━━ The data

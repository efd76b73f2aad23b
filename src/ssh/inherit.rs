//! Parameter inheritance
// (c) 2024 Ross Younger
//!
//! For every normal host we work out which parameters it picks up from global
//! parameters and from matching pattern hosts, and where each one came from.
//!
//! ## Precedence
//!
//! For a host `H`, walking the whole document in declaration order:
//!
//! 1. Each global parameter not set locally on `H` is recorded with source `global`.
//! 2. A matching pattern declared _before_ `H` contributes every parameter not already
//!    recorded. It does **not** look at `H`'s local parameters, so it can shadow a local
//!    value when combined with [`Host::applied_param`], which consults inherited values first.
//! 3. A matching pattern declared _after_ `H` contributes only parameters which are neither
//!    set locally nor already recorded.
//!
//! Within each of 2 and 3, the earliest matching pattern wins.
//!
//! Rule 2 is relied on by existing files; tests pin it.

use std::collections::BTreeMap;

use super::{
    matching::pattern_matches,
    model::{Host, ParamValue, Params, SshConfig, Source},
};

type Matched = BTreeMap<String, (ParamValue, Source)>;

/// Computes the inherited parameters of one host.
///
/// `all` is every host in declaration order, `host` included.
fn inherited_for(host: &Host, all: &[&Host], globals: &Params) -> Matched {
    let mut matched = Matched::new();

    for (key, value) in globals.iter() {
        if !host.params.contains(key) {
            let _ = matched.insert(key.clone(), (value.clone(), Source::Global));
        }
    }

    let mut before = true;
    for candidate in all {
        if candidate.position == host.position {
            before = false;
            continue;
        }
        if !candidate.is_pattern() || !pattern_matches(&candidate.name, &host.name) {
            continue;
        }
        for (key, value) in candidate.params.iter() {
            if matched.contains_key(key) || (!before && host.params.contains(key)) {
                continue;
            }
            let _ = matched.insert(
                key.clone(),
                (value.clone(), Source::Pattern(candidate.name.clone())),
            );
        }
    }
    matched
}

impl SshConfig {
    /// (Re)computes the inherited parameters of every normal host.
    ///
    /// The parser calls this before returning; call it again after changing the document
    /// if you need [`Host::applied_param`] to reflect the changes.
    pub fn resolve(&mut self) {
        let mut results: BTreeMap<usize, Matched> = {
            let all = self.all_hosts();
            all.iter()
                .filter(|h| !h.is_pattern())
                .map(|h| (h.position, inherited_for(h, &all, &self.globals)))
                .collect()
        };
        for group in &mut self.groups {
            for host in &mut group.hosts {
                host.matched_params = results.remove(&host.position).unwrap_or_default();
            }
            for pattern in &mut group.patterns {
                pattern.matched_params.clear();
            }
        }
    }
}

///////////////////////////////////////////////////////////////////////////////////////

━━━━

» **What is needed**:
Set down the lines from the one with "reflect the changes." through the end of the data above. Keep each exactly as written and add no other line.

» **Exercise answer**:
    /// if you need [`Host::applied_param`] to reflect the changes.
    pub fn resolve(&mut self) {
        let mut results: BTreeMap<usize, Matched> = {
            let all = self.all_hosts();
            all.iter()
                .filter(|h| !h.is_pattern())
                .map(|h| (h.position, inherited_for(h, &all, &self.globals)))
                .collect()
        };
        for group in &mut self.groups {
            for host in &mut group.hosts {
                host.matched_params = results.remove(&host.position).unwrap_or_default();
            }
            for pattern in &mut group.patterns {
                pattern.matched_params.clear();
            }
        }
    }
}

///////////////////////////////////////////////////////////////////////////////////////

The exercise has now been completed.